15. QUE L'ARGENT, EMPLOYÉ COMME MESURE DES VALEURS, A FAIT TOMBER DANS DES MÉPRISES SUR LA VALEUR DES CHOSES

Nous avons remarqué que, lorsque le commerce se fait par l’échange des choses dont on surabonde, chacun donne une chose qui n’a point de valeur par rapport à lui, parce qu’il n’en peut faire aucun usage, pour une chose qui a une valeur par rapport à lui, parce qu’il en peut faire usage, et que, par conséquent, chacun donne moins pour plus. Or c’est ainsi qu’il eût été naturel de juger toujours des valeurs, si on eût toujours commercé par échanges et sans argent monnoyé.

Mais, lorsque l’argent eut été pris pour mesure commune des valeurs, il fut également naturel de juger qu’on donnait, dans les échanges, valeur égale pour valeur égale, toutes les fois que les choses qu’on échangeait étaient estimées égales en valeur chacune à une même quantité d’argent.

On voyait que, par le moyen de l’argent, on pouvait déterminer, avec quelque précision ? une valeur respective entre deux quantités de nature différente, entre une quantité de blé, par exemple, et une quantité de vin. Dès-lors on ne vit plus, dans ces valeurs respectives, que la quantité d’argent qui en était la mesure : on fit abstraction de toute autre considération ; et, parce que cette quantité était la même, on jugea qu’on donnait dans les échanges valeur égale pour valeur égale.

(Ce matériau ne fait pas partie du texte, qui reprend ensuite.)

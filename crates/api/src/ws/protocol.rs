//! JSON frames exchanged over a session.
//!
//! Every frame is a text message with a `type` discriminator. Calls carry a
//! client-chosen `call_id` that is echoed on the matching reply, so replies
//! may arrive in any order.

use folio_core::job::RenderJob;
use folio_core::outcome::{BatchResult, ErrorCode, RenderResult};
use folio_core::pipeline::PipelineCall;
use folio_core::rate_limit::RateLimitStatus;
use folio_core::types::Timestamp;
use serde::{Deserialize, Serialize};

use crate::engine::{DispatchError, PipelineCallResult};
use crate::response::{reset_epoch_secs, retry_after_secs};

#[derive(Debug, Deserialize)]
#[serde(tag = "type", rename_all = "snake_case")]
pub enum ClientMessage {
    Render {
        call_id: String,
        job: RenderJob,
    },
    Batch {
        call_id: String,
        jobs: Vec<RenderJob>,
    },
    Pipeline {
        call_id: String,
        calls: Vec<PipelineCall>,
    },
    Ping,
}

impl ClientMessage {
    pub fn call_id(&self) -> Option<&str> {
        match self {
            Self::Render { call_id, .. }
            | Self::Batch { call_id, .. }
            | Self::Pipeline { call_id, .. } => Some(call_id),
            Self::Ping => None,
        }
    }
}

#[derive(Debug, Clone, Serialize)]
#[serde(tag = "type", rename_all = "snake_case")]
pub enum ServerMessage {
    Result {
        call_id: String,
        result: RenderResult,
    },
    BatchResult {
        call_id: String,
        results: Vec<RenderResult>,
        succeeded: usize,
        failed: usize,
    },
    PipelineResult {
        call_id: String,
        results: Vec<PipelineCallResult>,
    },
    Error {
        #[serde(skip_serializing_if = "Option::is_none")]
        call_id: Option<String>,
        code: ErrorCode,
        message: String,
        retryable: bool,
        #[serde(skip_serializing_if = "Option::is_none")]
        retry_after_secs: Option<u64>,
        #[serde(skip_serializing_if = "Option::is_none")]
        reset_at: Option<Timestamp>,
    },
    Pong,
    RateLimit {
        limit: u32,
        remaining: u32,
        /// Unix time in seconds at which the bucket is full again.
        reset: i64,
    },
}

impl ServerMessage {
    pub fn batch_result(call_id: String, batch: BatchResult) -> Self {
        Self::BatchResult {
            call_id,
            results: batch.results,
            succeeded: batch.succeeded,
            failed: batch.failed,
        }
    }

    pub fn rate_limit(status: RateLimitStatus) -> Self {
        Self::RateLimit {
            limit: status.limit,
            remaining: status.remaining,
            reset: reset_epoch_secs(status.reset_after),
        }
    }

    pub fn error(call_id: Option<String>, code: ErrorCode, message: impl Into<String>) -> Self {
        Self::Error {
            call_id,
            code,
            message: message.into(),
            retryable: code.is_retryable(),
            retry_after_secs: None,
            reset_at: None,
        }
    }

    pub fn session_closed(call_id: String) -> Self {
        Self::error(
            Some(call_id),
            ErrorCode::SessionClosed,
            "session closed before the call finished",
        )
    }

    /// Error frame for a call refused before it ran.
    pub fn refused(call_id: String, err: &DispatchError) -> Self {
        let (retry_after, reset_at) = match err {
            DispatchError::RateLimited { retry_after, .. } => {
                (Some(retry_after_secs(*retry_after)), None)
            }
            DispatchError::QuotaExceeded { reset_at, .. } => (None, Some(*reset_at)),
            _ => (None, None),
        };
        let message = match err {
            DispatchError::Ledger { .. } => "usage accounting is temporarily unavailable".to_string(),
            other => other.to_string(),
        };
        Self::Error {
            call_id: Some(call_id),
            code: err.code(),
            message,
            retryable: err.code().is_retryable(),
            retry_after_secs: retry_after,
            reset_at,
        }
    }

    pub fn to_json(&self) -> String {
        // Every variant is plain data; serialization cannot fail.
        serde_json::to_string(self).unwrap_or_else(|e| {
            format!(r#"{{"type":"error","code":"INTERNAL","message":"{e}","retryable":true}}"#)
        })
    }
}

Cependant lorsque je vous livre une quantité de blé, appréciée dix onces d’argent, pour recevoir de vous une quantité de vin de même prix, il n’est pas sûr que cet échange soit également avantageux pour vous et pour moi, quoique ces deux quantités paraissent l’équivalent l’une de l’autre.

En effet, si le blé que je vous ai livré m’est absolument nécessaire, et que le vin que vous m’avez donné soit surabondant pour vous, l’avantage sera de votre côté, et le désavantage du mien. Il ne suffit donc pas de comparer quantité en argent à quantité en argent, pour juger qui gagne de vous ou de moi. Il y a encore une considération qui doit entrer dans le calcul ; c’est de savoir si nous échangeons tous deux un surabondant pour une chose nécessaire, En pareil cas, l’avantage est égal pour l’un et pour l’autre, et nous donnons chacun moins pour plus ; dans tout autre, il ne peut être égal, et un de nous deux donne plus pour moins.

Nous avons remarqué que, dans les échanges, les choses sont réciproquement le prix les unes des autres. Nous remarquerons ici que si l’argent est la mesure de la valeur des choses qu’on achète, la valeur des choses qu’on achète est réciproquement la mesure de la valeur de l’argent. Supposer, par exemple, qu’avec six onces d’argent on peut acheter un muid de blé, n’est-ce pas supposer qu’un muid de blé est la mesure de la valeur de six onces d’argent ?

Quand donc on a pris l’argent pour mesure commune de toutes les valeurs, c’est uniquement, comme nous l’avons vu, parce qu’il est, de tous les effets commerçables, le plus propre à cet usage ; et cela ne suppose pas qu’il ne puisse avoir lui-même pour mesure la valeur des choses contre lesquelles on échange. Au contraire, il est évident que la valeur de ce qu’on achète est toujours la mesure de la valeur de l’argent qu’on donne.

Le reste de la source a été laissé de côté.